§ Exercise requirements
Return all the lines below in which the string "DeviceConfig" appears.

§ Provided information

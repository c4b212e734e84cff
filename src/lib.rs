//! LoRaWAN Class C end-device MAC in Rust
//!
//! This crate implements the downlink receive-window scheduler and the
//! confirmed-uplink retransmission engine of a LoRaWAN Class C end device.
//! It is event driven: the host feeds radio and timer events into the MAC,
//! and the MAC drives the radio through the [`radio::Radio`] trait and arms
//! timers through the [`class::timers::Scheduler`] trait.
//!
//! # Features
//! - Class C receive windows (RX2 opened before RX1, reactive RX2 afterwards)
//! - Confirmed uplinks with retransmission and a single outcome notification
//! - RxParamSetupReq / DevStatusReq handling with piggy-backed answers
//! - Data rate back-off on repeated retransmissions
//! - EU868 and US915 regional parameters
//! - No unsafe code, no allocator
//!
//! # Example
//! ```ignore
//! use lorawan_class_c::{
//!     class::{class_c::ClassC, DeviceClass, MacEvent},
//!     config::device::{DevAddr, DeviceConfig},
//!     lorawan::region::Eu868,
//! };
//!
//! let region = Eu868::new();
//! let config = DeviceConfig::new(DevAddr::new(0x2601_1234), &region);
//! let mut mac = ClassC::new(radio, scheduler, listener, rng, region, config)?;
//!
//! mac.send(1, b"hello", true)?;
//! // radio interrupt:
//! mac.handle_event(MacEvent::TransmitComplete)?;
//! ```

#![warn(missing_docs)]
#![no_std]

#[cfg(feature = "defmt")]
#[allow(unused_imports)]
pub(crate) use defmt::{debug, error, info, trace, warn};

#[cfg(not(feature = "defmt"))]
#[allow(unused_imports)]
pub(crate) use log::{debug, error, info, trace, warn};

/// Device class implementations
pub mod class;

/// Device and network configuration
pub mod config;

/// LoRaWAN protocol implementation
pub mod lorawan;

/// Radio hardware abstraction layer
pub mod radio;
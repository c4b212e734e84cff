use std::time::Duration;

use heapless::Vec;
use lorawan_class_c::{
    class::{
        retransmission::{RetransmissionController, Retry},
        timers::{TimerExpiry, TimerHandle, TimerKind, TimerSlot, WindowTimers},
    },
    config::device::{ConfigError, DevAddr, DeviceConfig, SessionState},
    lorawan::{
        commands::{DownlinkCommand, DownlinkCommands, UplinkCommand},
        frame::{self, Frame, FrameError, FrameHeader, MType},
        mac::{MacError, MacParams},
        phy,
        region::{DataRate, Eu868, Region, Us915},
    },
    radio::{symbol_time, TxParams},
};

use mock::{SimScheduler, DEV_ADDR};

type Error = MacError<()>;

fn frame_of(bytes: &[u8]) -> Frame {
    Frame::from_slice(bytes).unwrap()
}

#[test]
fn test_frame_encode_layout() {
    let mut header = FrameHeader::new(DevAddr::new(0x2601_1F2A), 0x0102);
    header.f_ctrl.adr = true;
    header.f_opts = Vec::from_slice(&[0x05, 0x07]).unwrap();

    let bytes = frame::encode(MType::ConfirmedDataUp, &header, Some(3), b"hi").unwrap();
    assert_eq!(
        bytes.as_slice(),
        &[0x80, 0x2A, 0x1F, 0x01, 0x26, 0x82, 0x02, 0x01, 0x05, 0x07, 0x03, b'h', b'i']
    );
}

#[test]
fn test_frame_decode() {
    let bytes = [0x60, 0xFF, 0xFF, 0xFF, 0xFF, 0x21, 0x2A, 0x00, 0x06, 0x0A, 0x01, 0x02];
    let data = frame::decode(&bytes).unwrap();

    assert_eq!(data.mtype, MType::UnconfirmedDataDown);
    assert!(data.header.dev_addr.is_broadcast());
    assert!(data.header.f_ctrl.ack);
    assert_eq!(data.header.f_ctrl.f_opts_len, 1);
    assert_eq!(data.header.f_cnt, 42);
    assert_eq!(data.header.f_opts.as_slice(), &[0x06]);
    assert_eq!(data.f_port, Some(10));
    assert_eq!(data.payload, &[0x01, 0x02]);
}

#[test]
fn test_frame_decode_without_port() {
    let header = FrameHeader::new(DEV_ADDR, 9);
    let bytes = frame::encode(MType::ConfirmedDataDown, &header, None, &[]).unwrap();
    assert_eq!(bytes.len(), 8);

    let data = frame::decode(&bytes).unwrap();
    assert_eq!(data.header.dev_addr, DEV_ADDR);
    assert_eq!(data.f_port, None);
    assert!(data.payload.is_empty());
}

#[test]
fn test_frame_decode_errors() {
    assert_eq!(frame::decode(&[]), Err(FrameError::TooShort));
    assert_eq!(frame::decode(&[0x40, 0x01, 0x02]), Err(FrameError::TooShort));
    // FOptsLen claims more bytes than present
    assert_eq!(
        frame::decode(&[0x40, 1, 2, 3, 4, 0x05, 0, 0, 0x06]),
        Err(FrameError::TooShort)
    );
    assert_eq!(
        frame::decode(&[0x20, 0, 0, 0, 0, 0, 0, 0]),
        Err(FrameError::NotDataFrame(MType::JoinAccept))
    );
}

#[test]
fn test_frame_encode_too_large() {
    let header = FrameHeader::new(DEV_ADDR, 0);
    let payload = [0u8; 250];
    assert_eq!(
        frame::encode(MType::UnconfirmedDataUp, &header, Some(1), &payload),
        Err(FrameError::BufferTooSmall)
    );
}

#[test]
fn test_message_direction() {
    assert!(MType::ConfirmedDataUp.is_uplink());
    assert!(MType::UnconfirmedDataUp.is_uplink());
    assert!(!MType::UnconfirmedDataDown.is_uplink());
    assert!(!MType::ConfirmedDataDown.is_uplink());
    assert_eq!(frame::peek_mtype(&[0xA0]), Ok(MType::ConfirmedDataDown));
}

#[test]
fn test_parse_rx_param_setup_req() {
    // Offset 2, DR3, 869.525 MHz
    let bytes = [0x05, 0x23, 0xD2, 0xAD, 0x84];
    let commands: std::vec::Vec<_> = DownlinkCommands::new(&bytes).collect();
    assert_eq!(
        commands,
        vec![DownlinkCommand::RxParamSetupReq {
            rx1_dr_offset: 2,
            rx2_data_rate: 3,
            frequency: 869_525_000,
        }]
    );

    let mut encoded: Vec<u8, 15> = Vec::new();
    commands[0].write_to(&mut encoded).unwrap();
    assert_eq!(encoded.as_slice(), &bytes);
}

#[test]
fn test_parse_command_sequence() {
    // Unknown identifier 0x42 ends parsing
    let bytes = [0x06, 0x02, 0x14, 0x03, 0x42];
    let commands: std::vec::Vec<_> = DownlinkCommands::new(&bytes).collect();
    assert_eq!(
        commands,
        vec![
            DownlinkCommand::DevStatusReq,
            DownlinkCommand::LinkCheckAns {
                margin: 20,
                gateway_count: 3,
            },
        ]
    );
}

#[test]
fn test_parse_stops_at_unknown_or_truncated_command() {
    assert_eq!(DownlinkCommands::new(&[0x7F, 0x06]).count(), 0);
    assert_eq!(DownlinkCommands::new(&[0x06, 0x05, 0x01]).count(), 1);
    // LinkADRReq carries 4 bytes and is skipped as a whole
    let commands: std::vec::Vec<_> =
        DownlinkCommands::new(&[0x03, 0x51, 0xFF, 0x00, 0x01, 0x06]).collect();
    assert_eq!(
        commands,
        vec![
            DownlinkCommand::Unsupported { cid: 0x03 },
            DownlinkCommand::DevStatusReq
        ]
    );
}

#[test]
fn test_uplink_command_encoding() {
    let mut buffer: Vec<u8, 15> = Vec::new();
    UplinkCommand::RxParamSetupAns {
        rx1_dr_offset_ack: false,
        rx2_data_rate_ack: true,
        channel_ack: true,
    }
    .write_to(&mut buffer)
    .unwrap();
    UplinkCommand::DevStatusAns {
        battery: 254,
        margin: -5,
    }
    .write_to(&mut buffer)
    .unwrap();
    UplinkCommand::LinkCheckReq.write_to(&mut buffer).unwrap();

    assert_eq!(buffer.as_slice(), &[0x05, 0x03, 0x06, 254, 0x3B, 0x02]);
}
impl<R, S, L, RNG, REG> DeviceClass for ClassC<R, S, L, RNG, REG>
where
    R: Radio,
    S: Scheduler,
    L: MacListener,
    RNG: RngCore,
    REG: Region,
{
    type Error = MacError<R::Error>;

    fn send(
        &mut self,
        port: u8,
        payload: &[u8],
        confirmed: bool,
    ) -> Result<SendStatus, Self::Error> {
        let delay = self.next_transmission_delay(Duration::ZERO);
        if delay > Duration::ZERO {
            warn!(
                "Receive windows still open, transmission postponed by {} ms",
                delay.as_millis() as u64
            );
            return Ok(SendStatus::Postponed(delay));
        }
        self.send_now(port, payload, confirmed)?;
        Ok(SendStatus::Sent)
    }

    fn send_now(&mut self, port: u8, payload: &[u8], confirmed: bool) -> Result<(), Self::Error> {
        let mtype = if confirmed {
            MType::ConfirmedDataUp
        } else {
            MType::UnconfirmedDataUp
        };
        let mut header = FrameHeader::new(self.session.dev_addr, self.session.fcnt_up as u16);
        header.f_ctrl.adr = self.params.adaptive_data_rate;
        header.f_opts = self.params.fopts();
        let packet = frame::encode(mtype, &header, Some(port), payload)?;

        self.timers.cancel_all(&mut self.scheduler);
        if let Err(error) = self.close_window2_quietly() {
            return Err(self.resume_listening(error));
        }

        let max_transmissions = self.config.max_transmissions.max(1);
        let attempts_left = confirmed.then(|| max_transmissions - 1);
        if let Err(error) = self.send_to_phy(&packet, attempts_left) {
            return Err(self.resume_listening(error));
        }

        if let Some(outcome) = self.retransmission.supersede() {
            self.listener.on_tx_outcome(&outcome);
        }
        self.params.clear_answers();
        self.session.increment_fcnt_up();
        self.listener.on_new_uplink(&packet);

        let now = self.scheduler.now();
        if confirmed {
            self.retransmission.arm(packet, max_transmissions, now);
        } else {
            self.retransmission.track_unconfirmed(packet, now);
        }
        Ok(())
    }

    fn handle_event(&mut self, event: MacEvent<'_>) -> Result<(), Self::Error> {
        match event {
            MacEvent::TransmitComplete => self.on_transmit_complete(),
            MacEvent::PacketReceived(bytes) => self.on_packet_received(bytes),
            MacEvent::ReceptionFailed => self.on_reception_failed(),
            MacEvent::TimerExpired(expiry) => {
                if !self.timers.on_expiry(expiry) {
                    return Ok(());
                }
                match expiry.kind {
                    TimerKind::OpenRx1 => self.open_window1(),
                    TimerKind::CloseRx1 => self.close_window1(),
                    TimerKind::CloseRx2 => self.close_window2(),
                }
            }
        }
    }

    fn next_transmission_delay(&mut self, waiting: Duration) -> Duration {
        let now = self.scheduler.now();

        if !self.retransmission.is_waiting_ack() {
            return match self.pending_windows_end() {
                Some(end) => waiting.max(end.saturating_sub(now)),
                None => waiting,
            };
        }

        let until_close = self
            .timers
            .fire_time(TimerKind::CloseRx2)
            .map_or(Duration::ZERO, |close| close.saturating_sub(now));
        let jitter = self.ack_timeout();
        debug!(
            "ACK pending: {} ms until window 2 closes, {} ms timeout",
            until_close.as_millis() as u64,
            jitter.as_millis() as u64
        );
        waiting.max(until_close + jitter)
    }

    fn session_state(&self) -> &SessionState {
        &self.session
    }
}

§ Your response
//!     config::device::{DevAddr, DeviceConfig},
//! let config = DeviceConfig::new(DevAddr::new(0x2601_1234), &region);
    config::device::{ConfigError, DevAddr, DeviceConfig, SessionState},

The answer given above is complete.